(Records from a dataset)
-------

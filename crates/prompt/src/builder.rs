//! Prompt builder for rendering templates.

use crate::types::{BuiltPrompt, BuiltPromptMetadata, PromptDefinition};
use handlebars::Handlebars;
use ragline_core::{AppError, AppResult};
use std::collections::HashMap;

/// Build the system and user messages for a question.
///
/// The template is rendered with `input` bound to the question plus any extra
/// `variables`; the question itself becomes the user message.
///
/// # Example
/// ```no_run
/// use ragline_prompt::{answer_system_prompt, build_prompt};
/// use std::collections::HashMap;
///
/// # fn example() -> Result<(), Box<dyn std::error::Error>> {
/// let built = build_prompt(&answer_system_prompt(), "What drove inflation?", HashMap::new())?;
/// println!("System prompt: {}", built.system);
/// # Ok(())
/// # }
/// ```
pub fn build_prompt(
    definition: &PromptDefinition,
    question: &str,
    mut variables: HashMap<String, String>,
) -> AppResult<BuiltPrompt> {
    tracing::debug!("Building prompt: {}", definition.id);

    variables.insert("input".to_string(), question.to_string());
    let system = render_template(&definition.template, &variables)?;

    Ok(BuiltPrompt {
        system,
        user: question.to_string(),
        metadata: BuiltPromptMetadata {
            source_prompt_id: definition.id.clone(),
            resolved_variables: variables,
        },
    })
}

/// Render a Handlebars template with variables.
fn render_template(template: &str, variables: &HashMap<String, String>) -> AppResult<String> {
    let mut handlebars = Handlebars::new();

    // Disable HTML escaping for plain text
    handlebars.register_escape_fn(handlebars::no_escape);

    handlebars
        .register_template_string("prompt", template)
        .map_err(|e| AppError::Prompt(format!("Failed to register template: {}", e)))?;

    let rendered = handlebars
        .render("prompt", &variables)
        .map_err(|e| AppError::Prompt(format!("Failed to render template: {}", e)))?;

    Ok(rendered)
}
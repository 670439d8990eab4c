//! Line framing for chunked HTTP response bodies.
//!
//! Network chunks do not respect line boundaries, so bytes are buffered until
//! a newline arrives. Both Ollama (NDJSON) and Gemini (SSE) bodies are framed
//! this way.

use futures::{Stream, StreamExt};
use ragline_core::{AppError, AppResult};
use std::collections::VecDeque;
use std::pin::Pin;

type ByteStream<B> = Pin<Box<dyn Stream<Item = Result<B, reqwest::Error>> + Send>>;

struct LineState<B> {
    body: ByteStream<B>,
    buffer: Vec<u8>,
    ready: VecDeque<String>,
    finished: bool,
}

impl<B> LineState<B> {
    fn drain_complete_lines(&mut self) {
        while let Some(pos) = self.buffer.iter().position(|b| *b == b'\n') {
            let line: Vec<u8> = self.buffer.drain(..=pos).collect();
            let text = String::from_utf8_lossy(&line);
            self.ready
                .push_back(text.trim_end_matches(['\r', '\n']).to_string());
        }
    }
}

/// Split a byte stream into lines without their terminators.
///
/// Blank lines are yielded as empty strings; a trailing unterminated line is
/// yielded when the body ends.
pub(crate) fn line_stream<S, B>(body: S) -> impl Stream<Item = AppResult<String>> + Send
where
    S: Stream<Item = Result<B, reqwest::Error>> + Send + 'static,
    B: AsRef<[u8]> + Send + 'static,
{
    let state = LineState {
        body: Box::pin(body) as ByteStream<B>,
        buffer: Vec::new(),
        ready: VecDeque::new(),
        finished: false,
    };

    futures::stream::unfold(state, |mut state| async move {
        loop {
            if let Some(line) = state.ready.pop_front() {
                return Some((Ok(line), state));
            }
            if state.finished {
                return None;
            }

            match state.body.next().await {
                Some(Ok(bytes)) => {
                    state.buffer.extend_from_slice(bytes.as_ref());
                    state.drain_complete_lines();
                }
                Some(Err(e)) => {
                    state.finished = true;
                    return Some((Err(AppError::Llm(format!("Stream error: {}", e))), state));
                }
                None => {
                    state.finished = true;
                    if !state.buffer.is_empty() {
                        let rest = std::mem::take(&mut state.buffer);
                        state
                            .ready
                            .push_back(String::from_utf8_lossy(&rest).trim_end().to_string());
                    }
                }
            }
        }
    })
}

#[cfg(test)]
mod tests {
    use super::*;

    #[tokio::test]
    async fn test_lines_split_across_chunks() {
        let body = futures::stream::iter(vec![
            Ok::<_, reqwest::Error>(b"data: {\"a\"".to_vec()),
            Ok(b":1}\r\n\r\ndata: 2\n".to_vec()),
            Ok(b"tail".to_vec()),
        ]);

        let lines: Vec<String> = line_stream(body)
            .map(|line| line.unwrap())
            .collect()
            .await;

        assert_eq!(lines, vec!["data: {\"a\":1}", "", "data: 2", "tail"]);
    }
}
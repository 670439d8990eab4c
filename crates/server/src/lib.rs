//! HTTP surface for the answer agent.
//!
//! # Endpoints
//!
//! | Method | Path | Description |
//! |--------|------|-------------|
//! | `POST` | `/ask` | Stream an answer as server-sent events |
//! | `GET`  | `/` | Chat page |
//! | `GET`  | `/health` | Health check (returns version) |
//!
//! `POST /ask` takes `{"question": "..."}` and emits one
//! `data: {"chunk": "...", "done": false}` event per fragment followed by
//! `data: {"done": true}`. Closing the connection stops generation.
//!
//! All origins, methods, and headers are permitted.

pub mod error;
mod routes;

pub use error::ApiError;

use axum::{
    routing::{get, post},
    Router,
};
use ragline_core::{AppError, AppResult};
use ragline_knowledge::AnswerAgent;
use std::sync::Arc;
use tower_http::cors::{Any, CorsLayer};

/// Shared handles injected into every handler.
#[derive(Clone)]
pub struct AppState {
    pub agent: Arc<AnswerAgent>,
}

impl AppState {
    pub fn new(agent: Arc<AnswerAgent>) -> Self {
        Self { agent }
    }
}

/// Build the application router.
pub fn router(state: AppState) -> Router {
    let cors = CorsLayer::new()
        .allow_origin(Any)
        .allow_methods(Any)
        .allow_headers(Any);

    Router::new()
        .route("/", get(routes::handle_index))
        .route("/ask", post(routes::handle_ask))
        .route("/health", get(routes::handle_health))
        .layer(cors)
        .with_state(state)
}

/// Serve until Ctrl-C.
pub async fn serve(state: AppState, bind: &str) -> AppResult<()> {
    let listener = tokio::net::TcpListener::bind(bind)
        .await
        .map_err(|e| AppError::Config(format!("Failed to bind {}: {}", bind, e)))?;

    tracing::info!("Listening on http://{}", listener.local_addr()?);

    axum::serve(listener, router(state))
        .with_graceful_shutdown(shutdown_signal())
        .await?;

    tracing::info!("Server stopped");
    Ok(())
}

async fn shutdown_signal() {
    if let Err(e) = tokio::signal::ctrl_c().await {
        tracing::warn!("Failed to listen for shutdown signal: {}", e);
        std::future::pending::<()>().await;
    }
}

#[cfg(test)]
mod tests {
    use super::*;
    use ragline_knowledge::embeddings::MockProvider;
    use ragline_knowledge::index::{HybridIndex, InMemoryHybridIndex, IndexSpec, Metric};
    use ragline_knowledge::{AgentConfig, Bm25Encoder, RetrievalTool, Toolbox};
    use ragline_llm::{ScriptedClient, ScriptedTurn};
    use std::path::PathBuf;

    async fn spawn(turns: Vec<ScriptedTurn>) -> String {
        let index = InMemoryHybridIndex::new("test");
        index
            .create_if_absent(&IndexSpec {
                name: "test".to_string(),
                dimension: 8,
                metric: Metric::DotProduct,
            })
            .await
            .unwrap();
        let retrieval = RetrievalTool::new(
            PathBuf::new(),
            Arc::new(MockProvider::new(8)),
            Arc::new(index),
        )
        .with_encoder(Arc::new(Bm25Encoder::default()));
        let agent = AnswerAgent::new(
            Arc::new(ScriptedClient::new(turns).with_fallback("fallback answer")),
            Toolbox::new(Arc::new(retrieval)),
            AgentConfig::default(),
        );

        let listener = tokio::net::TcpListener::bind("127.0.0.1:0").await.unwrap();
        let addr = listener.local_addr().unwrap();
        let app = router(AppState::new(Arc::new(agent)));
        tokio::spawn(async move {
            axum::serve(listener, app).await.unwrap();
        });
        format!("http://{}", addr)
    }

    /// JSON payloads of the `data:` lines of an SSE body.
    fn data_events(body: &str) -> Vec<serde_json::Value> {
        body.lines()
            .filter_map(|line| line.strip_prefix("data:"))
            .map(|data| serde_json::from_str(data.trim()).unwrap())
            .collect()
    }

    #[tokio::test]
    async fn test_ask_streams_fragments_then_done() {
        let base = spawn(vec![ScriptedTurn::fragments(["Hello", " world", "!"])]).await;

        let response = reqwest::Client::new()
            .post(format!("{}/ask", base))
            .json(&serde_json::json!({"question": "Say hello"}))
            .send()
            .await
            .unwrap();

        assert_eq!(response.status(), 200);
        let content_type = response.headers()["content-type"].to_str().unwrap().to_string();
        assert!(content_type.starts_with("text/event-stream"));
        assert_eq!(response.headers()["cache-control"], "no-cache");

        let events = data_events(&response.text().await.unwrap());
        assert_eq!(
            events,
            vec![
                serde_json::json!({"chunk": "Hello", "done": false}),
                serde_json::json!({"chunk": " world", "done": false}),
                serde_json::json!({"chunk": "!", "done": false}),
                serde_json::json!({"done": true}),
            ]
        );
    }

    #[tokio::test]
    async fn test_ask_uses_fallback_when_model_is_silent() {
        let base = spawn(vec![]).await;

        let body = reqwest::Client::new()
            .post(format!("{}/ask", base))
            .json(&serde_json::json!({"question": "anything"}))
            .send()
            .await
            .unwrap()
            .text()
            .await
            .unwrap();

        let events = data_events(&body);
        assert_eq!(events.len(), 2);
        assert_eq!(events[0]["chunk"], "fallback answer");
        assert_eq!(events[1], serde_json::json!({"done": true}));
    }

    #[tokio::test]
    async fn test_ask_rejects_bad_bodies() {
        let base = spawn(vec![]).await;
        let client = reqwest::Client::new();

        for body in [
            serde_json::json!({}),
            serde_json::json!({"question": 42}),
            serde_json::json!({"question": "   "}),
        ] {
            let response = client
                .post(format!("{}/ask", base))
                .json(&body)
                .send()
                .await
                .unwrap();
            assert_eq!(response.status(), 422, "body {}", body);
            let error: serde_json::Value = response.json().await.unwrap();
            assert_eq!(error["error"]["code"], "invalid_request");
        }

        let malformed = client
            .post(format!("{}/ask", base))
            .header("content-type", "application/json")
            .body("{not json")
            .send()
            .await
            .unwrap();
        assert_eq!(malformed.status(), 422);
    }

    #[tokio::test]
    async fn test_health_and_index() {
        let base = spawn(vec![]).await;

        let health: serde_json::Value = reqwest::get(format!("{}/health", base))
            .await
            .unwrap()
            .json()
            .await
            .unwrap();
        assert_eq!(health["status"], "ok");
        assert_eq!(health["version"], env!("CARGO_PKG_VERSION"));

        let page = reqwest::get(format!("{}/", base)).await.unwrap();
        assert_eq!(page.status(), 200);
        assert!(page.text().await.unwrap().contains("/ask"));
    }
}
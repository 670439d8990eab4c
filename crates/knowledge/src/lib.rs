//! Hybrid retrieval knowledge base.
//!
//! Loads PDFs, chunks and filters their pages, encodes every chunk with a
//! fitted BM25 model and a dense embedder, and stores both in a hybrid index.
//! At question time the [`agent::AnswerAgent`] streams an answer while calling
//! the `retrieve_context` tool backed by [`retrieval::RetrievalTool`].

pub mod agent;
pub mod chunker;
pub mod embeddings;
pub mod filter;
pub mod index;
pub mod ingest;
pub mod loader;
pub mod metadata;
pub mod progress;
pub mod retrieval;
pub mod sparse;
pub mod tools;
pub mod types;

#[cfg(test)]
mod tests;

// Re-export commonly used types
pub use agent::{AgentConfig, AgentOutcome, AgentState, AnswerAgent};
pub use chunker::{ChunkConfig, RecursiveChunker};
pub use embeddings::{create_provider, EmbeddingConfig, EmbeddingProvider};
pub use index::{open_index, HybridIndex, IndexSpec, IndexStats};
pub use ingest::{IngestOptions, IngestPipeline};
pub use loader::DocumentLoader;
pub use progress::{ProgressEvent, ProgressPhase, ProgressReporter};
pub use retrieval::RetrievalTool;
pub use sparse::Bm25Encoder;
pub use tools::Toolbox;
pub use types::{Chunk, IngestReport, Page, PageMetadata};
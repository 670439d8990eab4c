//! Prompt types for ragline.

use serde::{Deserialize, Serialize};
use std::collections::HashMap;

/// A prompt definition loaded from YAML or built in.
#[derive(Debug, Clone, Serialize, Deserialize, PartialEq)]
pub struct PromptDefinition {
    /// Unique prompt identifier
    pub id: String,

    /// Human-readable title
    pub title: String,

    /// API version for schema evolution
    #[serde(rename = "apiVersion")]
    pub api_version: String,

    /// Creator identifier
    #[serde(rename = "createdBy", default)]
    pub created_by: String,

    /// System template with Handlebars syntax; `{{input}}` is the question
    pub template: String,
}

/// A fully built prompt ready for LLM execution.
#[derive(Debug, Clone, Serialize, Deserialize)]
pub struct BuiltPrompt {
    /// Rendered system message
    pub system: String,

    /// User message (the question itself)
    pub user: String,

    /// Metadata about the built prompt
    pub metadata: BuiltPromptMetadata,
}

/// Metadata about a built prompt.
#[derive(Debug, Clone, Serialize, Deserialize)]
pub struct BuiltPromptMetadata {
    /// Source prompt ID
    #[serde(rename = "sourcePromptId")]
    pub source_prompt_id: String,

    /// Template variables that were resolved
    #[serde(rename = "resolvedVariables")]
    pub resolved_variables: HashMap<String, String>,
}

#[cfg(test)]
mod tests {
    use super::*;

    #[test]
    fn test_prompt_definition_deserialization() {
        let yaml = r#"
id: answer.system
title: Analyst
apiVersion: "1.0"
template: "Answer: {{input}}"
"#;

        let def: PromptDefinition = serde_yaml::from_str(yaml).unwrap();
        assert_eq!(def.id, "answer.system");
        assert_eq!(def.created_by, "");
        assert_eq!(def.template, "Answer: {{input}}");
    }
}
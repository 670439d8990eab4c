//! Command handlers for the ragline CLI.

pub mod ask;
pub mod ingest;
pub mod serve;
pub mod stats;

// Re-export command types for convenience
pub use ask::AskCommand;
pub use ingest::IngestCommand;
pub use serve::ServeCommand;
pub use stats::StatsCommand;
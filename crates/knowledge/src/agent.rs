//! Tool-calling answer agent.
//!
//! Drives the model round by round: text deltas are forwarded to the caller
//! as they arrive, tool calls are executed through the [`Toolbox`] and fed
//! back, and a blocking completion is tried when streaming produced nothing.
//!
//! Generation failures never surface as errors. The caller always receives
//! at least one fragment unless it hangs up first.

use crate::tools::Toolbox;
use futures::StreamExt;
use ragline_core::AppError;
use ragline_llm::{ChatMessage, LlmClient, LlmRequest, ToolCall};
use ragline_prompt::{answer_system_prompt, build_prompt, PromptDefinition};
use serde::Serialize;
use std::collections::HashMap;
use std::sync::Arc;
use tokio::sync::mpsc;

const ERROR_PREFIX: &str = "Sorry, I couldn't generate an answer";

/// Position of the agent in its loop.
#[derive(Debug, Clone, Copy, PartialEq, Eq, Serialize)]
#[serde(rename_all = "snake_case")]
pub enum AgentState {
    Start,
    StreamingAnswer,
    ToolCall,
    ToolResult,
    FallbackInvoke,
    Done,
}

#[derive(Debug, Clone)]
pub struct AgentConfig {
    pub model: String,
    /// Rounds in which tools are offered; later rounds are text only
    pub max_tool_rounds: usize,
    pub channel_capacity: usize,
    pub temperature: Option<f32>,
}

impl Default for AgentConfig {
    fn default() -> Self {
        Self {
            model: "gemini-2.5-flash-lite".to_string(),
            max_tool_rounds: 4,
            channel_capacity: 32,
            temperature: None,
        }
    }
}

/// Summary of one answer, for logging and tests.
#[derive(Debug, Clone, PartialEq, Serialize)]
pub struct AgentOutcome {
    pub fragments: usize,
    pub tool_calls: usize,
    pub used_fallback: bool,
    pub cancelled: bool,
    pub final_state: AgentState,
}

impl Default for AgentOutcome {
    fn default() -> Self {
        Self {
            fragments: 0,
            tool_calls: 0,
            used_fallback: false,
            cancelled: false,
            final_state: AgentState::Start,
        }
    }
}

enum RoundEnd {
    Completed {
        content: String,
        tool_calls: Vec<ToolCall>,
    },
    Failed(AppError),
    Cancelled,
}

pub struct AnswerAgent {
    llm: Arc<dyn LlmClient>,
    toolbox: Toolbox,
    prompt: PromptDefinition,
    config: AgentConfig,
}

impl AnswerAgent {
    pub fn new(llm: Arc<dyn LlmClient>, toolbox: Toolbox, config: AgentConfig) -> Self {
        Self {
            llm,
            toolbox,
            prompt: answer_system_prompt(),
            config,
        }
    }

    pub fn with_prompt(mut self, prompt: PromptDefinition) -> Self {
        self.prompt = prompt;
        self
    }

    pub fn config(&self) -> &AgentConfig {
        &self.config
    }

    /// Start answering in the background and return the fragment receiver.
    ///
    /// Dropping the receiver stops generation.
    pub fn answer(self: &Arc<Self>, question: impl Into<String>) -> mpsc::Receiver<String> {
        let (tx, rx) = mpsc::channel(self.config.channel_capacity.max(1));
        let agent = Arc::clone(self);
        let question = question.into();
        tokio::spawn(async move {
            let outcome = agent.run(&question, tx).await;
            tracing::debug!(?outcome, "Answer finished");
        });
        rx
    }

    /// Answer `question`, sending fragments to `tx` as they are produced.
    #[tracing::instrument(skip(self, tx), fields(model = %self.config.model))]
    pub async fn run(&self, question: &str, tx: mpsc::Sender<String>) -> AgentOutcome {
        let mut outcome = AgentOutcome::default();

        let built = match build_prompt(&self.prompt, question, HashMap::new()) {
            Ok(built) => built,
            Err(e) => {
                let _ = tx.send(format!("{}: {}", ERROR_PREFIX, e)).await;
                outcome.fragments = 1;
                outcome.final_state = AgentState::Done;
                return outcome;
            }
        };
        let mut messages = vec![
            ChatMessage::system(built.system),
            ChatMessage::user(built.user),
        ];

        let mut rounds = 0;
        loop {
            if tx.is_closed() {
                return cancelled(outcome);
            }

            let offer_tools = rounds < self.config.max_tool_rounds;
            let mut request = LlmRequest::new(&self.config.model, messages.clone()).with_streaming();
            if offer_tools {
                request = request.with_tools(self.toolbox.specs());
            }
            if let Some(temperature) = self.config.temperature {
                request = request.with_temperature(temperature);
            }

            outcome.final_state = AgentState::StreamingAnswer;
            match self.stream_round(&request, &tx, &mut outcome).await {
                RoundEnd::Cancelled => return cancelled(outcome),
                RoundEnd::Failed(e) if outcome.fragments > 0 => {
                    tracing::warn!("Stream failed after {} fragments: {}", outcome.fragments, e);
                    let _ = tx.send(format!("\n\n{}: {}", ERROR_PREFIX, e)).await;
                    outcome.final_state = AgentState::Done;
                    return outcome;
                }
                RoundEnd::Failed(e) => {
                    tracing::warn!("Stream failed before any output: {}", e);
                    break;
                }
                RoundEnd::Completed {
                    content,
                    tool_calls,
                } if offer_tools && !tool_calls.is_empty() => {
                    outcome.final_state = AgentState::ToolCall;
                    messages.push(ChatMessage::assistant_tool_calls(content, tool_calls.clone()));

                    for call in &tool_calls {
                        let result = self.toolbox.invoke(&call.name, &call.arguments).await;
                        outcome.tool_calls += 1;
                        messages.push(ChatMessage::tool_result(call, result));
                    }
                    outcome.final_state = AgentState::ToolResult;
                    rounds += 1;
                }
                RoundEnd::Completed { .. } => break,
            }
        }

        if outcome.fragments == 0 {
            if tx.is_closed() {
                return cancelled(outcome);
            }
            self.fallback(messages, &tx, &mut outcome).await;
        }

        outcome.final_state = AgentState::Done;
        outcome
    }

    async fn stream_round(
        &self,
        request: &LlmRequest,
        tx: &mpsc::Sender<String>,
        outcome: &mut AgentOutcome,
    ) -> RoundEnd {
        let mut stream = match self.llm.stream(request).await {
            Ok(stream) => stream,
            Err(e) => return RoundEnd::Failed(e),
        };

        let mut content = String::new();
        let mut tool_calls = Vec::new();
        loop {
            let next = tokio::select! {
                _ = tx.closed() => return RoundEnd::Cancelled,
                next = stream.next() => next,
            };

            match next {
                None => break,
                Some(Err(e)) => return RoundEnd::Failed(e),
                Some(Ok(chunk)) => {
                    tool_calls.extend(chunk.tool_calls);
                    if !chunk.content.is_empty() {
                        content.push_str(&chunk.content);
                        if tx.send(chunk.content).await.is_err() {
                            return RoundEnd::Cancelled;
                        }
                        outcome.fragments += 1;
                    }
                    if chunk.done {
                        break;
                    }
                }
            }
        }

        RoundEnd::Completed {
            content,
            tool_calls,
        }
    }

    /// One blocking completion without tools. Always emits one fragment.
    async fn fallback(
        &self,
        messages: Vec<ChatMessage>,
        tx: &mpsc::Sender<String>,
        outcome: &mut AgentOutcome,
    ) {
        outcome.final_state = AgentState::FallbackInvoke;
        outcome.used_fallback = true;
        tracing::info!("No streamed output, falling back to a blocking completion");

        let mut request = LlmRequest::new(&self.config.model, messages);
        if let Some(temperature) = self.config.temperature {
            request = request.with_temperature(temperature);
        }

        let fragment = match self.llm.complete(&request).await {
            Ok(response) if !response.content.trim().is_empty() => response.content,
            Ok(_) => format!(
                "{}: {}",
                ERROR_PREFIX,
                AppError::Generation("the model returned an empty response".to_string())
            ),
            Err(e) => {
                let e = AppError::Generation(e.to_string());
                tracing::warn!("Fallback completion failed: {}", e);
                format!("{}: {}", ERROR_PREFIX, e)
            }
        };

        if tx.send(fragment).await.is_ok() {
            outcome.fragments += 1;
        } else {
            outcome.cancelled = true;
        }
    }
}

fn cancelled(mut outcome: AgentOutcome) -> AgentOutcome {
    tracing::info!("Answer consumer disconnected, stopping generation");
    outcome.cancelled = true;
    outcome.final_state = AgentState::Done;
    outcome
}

-------

◆ **Exercise goal**
For the word "TcpListener", find every line in the data that holds it and copy that line.

◆ **Result for this exercise**
    let listener = tokio::net::TcpListener::bind(bind)
        let listener = tokio::net::TcpListener::bind("127.0.0.1:0").await.unwrap();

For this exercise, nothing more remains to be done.